Brief - Only one thing is required: the number of lines in the entries below that contain "could".

Working data -
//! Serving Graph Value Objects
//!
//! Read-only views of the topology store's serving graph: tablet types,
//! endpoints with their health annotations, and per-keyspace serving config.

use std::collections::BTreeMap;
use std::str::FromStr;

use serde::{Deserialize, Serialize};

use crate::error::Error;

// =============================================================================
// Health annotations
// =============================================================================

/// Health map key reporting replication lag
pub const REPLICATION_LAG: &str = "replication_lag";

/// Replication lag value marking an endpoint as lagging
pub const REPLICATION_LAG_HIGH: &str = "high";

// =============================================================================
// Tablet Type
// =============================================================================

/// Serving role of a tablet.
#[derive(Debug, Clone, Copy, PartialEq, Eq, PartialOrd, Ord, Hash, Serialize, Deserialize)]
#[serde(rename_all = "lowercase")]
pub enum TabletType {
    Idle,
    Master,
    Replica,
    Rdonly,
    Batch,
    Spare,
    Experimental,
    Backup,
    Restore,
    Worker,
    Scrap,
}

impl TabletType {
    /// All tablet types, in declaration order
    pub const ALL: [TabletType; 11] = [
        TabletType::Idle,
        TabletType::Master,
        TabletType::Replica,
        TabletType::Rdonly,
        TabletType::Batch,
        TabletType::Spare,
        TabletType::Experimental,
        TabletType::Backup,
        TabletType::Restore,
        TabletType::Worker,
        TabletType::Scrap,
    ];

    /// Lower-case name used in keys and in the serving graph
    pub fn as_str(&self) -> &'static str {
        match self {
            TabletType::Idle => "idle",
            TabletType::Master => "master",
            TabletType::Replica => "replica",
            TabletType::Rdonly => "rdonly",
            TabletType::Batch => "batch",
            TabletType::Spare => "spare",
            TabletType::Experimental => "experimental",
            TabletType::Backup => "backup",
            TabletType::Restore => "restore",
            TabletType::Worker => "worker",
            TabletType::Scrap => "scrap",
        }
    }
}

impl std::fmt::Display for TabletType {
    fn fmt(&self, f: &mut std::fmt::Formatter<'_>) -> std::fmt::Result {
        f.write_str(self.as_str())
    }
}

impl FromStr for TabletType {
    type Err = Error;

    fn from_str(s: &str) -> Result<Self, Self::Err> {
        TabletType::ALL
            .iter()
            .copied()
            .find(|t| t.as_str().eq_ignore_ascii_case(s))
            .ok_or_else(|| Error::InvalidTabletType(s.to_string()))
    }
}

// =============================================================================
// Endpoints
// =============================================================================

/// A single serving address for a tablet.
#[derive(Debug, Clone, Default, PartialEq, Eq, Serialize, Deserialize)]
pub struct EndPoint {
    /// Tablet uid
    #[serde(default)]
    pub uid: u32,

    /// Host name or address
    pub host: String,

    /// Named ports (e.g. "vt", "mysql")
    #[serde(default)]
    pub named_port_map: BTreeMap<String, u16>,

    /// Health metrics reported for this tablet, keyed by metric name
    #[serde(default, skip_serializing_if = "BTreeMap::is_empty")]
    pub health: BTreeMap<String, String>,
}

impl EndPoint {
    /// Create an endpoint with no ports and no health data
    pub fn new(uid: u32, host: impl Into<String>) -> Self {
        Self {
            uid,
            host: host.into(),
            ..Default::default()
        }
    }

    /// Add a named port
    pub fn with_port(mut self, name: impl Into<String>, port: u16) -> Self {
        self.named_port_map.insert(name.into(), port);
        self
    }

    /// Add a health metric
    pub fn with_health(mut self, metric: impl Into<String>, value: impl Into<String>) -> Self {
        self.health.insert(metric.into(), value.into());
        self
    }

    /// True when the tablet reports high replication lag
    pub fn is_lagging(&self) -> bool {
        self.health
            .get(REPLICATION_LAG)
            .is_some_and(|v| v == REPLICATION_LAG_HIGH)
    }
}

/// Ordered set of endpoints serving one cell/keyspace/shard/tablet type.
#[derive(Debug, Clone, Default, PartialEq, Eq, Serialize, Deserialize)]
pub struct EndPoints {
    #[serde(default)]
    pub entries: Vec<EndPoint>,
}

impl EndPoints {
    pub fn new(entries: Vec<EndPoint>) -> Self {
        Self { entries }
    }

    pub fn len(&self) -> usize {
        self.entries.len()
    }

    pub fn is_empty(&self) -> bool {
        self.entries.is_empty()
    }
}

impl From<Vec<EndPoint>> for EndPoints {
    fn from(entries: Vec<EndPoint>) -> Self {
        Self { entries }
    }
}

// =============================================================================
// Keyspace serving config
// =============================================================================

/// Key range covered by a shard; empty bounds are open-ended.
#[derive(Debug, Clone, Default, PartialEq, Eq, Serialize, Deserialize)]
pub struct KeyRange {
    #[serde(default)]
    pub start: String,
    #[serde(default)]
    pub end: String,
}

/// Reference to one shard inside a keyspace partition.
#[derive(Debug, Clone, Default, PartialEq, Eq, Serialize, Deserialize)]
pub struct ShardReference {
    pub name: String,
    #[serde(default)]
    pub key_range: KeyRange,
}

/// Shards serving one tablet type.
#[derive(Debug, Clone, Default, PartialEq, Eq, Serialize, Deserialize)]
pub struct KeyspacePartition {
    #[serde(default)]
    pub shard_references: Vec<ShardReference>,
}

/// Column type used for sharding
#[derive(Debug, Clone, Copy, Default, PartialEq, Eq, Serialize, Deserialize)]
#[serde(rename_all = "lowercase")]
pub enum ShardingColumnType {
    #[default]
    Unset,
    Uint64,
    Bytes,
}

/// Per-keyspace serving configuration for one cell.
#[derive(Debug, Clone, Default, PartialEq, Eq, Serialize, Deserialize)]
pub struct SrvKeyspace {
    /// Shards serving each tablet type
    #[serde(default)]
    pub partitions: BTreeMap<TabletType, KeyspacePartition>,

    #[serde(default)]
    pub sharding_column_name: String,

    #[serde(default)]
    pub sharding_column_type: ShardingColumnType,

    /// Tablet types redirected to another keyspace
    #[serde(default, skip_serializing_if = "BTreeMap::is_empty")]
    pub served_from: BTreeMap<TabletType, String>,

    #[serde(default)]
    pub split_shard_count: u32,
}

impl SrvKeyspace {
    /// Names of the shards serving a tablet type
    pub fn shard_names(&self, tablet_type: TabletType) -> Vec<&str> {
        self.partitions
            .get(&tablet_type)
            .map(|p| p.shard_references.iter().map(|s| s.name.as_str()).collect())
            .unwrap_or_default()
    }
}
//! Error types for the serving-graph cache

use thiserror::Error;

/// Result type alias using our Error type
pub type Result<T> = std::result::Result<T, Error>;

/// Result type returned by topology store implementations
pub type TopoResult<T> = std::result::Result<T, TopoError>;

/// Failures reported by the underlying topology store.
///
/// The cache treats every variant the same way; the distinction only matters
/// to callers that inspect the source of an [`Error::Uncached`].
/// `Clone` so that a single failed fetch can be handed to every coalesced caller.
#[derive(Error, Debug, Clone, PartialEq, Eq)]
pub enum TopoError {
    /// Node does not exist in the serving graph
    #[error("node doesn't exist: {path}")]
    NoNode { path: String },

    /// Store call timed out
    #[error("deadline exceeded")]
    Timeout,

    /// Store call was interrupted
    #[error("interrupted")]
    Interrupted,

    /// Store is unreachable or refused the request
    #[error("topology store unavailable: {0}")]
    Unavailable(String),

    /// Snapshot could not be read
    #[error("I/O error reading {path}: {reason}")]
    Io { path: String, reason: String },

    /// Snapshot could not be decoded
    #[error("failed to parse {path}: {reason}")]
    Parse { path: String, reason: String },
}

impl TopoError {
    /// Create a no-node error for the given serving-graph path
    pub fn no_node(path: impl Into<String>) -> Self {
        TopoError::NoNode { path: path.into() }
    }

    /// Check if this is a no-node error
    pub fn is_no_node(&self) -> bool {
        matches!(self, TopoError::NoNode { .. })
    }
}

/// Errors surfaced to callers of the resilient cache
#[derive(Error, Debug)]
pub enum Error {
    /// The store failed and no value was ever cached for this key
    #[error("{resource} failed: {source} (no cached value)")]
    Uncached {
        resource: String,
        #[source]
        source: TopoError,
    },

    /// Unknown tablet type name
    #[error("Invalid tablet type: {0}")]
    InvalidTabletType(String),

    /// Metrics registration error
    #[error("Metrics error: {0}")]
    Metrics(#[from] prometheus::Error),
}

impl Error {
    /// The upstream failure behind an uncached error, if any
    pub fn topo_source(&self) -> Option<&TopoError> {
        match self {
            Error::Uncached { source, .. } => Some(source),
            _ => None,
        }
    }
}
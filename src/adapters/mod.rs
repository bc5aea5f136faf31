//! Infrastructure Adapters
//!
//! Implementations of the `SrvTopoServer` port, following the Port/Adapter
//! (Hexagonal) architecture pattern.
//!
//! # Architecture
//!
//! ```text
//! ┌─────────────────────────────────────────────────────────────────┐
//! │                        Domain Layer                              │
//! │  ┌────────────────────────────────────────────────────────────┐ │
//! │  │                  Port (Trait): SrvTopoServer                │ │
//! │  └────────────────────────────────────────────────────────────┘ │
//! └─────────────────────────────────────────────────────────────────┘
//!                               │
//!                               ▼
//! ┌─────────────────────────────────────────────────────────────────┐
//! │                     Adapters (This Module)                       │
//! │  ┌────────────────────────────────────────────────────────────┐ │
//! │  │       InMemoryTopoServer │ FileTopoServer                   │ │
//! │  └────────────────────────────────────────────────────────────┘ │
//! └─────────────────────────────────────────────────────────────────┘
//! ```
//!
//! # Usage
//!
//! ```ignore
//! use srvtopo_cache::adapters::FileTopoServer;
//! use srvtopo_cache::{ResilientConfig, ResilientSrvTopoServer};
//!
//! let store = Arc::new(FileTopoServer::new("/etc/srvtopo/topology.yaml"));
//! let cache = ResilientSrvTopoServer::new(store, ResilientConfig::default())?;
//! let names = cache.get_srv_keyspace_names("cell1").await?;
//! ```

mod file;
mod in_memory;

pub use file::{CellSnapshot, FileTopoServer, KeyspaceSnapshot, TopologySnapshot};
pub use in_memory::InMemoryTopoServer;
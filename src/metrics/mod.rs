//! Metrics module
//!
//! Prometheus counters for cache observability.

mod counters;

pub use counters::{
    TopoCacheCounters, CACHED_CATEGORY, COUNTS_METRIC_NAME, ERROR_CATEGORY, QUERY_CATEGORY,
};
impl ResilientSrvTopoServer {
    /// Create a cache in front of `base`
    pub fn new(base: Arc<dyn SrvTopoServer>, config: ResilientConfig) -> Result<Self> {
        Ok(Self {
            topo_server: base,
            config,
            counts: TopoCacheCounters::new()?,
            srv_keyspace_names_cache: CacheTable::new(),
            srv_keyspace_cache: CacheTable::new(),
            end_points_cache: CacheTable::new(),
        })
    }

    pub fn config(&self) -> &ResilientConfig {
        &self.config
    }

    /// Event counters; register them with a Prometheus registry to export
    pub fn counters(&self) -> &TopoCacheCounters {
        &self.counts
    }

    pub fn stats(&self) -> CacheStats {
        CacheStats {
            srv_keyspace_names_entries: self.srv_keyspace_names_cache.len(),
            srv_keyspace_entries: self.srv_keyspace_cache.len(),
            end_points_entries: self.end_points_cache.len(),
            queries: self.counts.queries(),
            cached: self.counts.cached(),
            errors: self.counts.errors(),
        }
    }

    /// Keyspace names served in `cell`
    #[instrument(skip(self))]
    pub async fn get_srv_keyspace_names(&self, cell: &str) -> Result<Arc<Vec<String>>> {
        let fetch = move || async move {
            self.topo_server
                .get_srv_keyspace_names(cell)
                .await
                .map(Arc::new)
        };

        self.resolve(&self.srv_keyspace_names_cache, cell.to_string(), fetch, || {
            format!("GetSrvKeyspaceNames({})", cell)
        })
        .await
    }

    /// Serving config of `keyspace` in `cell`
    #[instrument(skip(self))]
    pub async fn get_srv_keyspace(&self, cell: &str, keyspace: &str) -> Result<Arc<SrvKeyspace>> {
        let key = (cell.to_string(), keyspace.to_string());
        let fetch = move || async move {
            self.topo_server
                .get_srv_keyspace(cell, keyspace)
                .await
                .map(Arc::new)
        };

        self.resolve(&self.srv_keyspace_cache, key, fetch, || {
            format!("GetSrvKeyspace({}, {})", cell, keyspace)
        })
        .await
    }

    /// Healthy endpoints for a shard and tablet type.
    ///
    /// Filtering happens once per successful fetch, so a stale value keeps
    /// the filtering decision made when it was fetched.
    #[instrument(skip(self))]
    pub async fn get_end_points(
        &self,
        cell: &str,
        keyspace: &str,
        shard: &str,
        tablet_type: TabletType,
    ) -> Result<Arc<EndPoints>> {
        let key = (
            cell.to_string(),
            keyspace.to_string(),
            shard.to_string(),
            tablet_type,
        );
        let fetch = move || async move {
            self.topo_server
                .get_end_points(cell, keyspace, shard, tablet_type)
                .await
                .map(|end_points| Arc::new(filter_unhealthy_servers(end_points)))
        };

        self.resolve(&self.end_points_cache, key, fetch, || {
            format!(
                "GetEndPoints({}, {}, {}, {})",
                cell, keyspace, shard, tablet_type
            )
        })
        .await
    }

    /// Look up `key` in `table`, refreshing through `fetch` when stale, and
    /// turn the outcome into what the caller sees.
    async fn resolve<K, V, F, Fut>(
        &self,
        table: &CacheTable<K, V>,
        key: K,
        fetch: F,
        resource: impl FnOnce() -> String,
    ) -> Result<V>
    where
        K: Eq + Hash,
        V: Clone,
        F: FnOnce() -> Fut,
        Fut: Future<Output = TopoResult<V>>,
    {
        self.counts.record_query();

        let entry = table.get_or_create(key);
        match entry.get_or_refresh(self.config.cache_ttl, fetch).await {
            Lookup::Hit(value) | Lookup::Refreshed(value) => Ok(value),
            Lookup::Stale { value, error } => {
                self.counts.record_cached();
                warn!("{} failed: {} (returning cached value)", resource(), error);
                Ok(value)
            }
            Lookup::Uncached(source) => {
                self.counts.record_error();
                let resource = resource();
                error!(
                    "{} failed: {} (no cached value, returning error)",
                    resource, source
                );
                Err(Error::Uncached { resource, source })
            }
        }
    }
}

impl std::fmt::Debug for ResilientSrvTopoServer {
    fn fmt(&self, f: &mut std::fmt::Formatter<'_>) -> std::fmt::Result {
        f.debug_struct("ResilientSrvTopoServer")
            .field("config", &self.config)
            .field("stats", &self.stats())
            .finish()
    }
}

Answer to this exercise - 2